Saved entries

• • • • •

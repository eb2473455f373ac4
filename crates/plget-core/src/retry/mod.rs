//! Error classification, retry and backoff policy.
//!
//! Failures reported by the media fetcher arrive as free text. This module maps
//! them into a closed [`ErrorKind`] taxonomy and decides, through a shared
//! [`RetryPolicy`], whether a job gets another attempt and how long to wait first.

mod classify;
mod error;
mod policy;
mod run;

pub use classify::{classify, ErrorKind};
pub use error::{Attempt, FetchError};
pub use policy::{RetryDecision, RetryPolicy};
pub use run::run_with_retry;
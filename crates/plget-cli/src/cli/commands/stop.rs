//! `plget stop` – signal a running download to wind down.

use anyhow::Result;

use crate::cli::control_socket;

pub async fn run_stop() -> Result<()> {
    let path = plget_core::control::default_control_socket_path()?;
    if control_socket::send_shutdown(&path).await? {
        println!("Shutdown requested; in-flight items will finish first.");
    } else {
        println!("No running plget found.");
    }
    Ok(())
}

• • • • •

What is needed:
Nothing should be missing: every line above must be reproduced exactly.

Exercise result:
repository eb2473455f373ac4
filename crates/plget-core/src/retry/mod.rs
//! Error classification, retry and backoff policy.
//!
//! Failures reported by the media fetcher arrive as free text. This module maps
//! them into a closed [`ErrorKind`] taxonomy and decides, through a shared
//! [`RetryPolicy`], whether a job gets another attempt and how long to wait first.

mod classify;
mod error;
mod policy;
mod run;

pub use classify::{classify, ErrorKind};
pub use error::{Attempt, FetchError};
pub use policy::{RetryDecision, RetryPolicy};
pub use run::run_with_retry;
filename crates/plget-cli/src/cli/commands/stop.rs
//! `plget stop` – signal a running download to wind down.

use anyhow::Result;

use crate::cli::control_socket;

pub async fn run_stop() -> Result<()> {
    let path = plget_core::control::default_control_socket_path()?;
    if control_socket::send_shutdown(&path).await? {
        println!("Shutdown requested; in-flight items will finish first.");
    } else {
        println!("No running plget found.");
    }
    Ok(())
}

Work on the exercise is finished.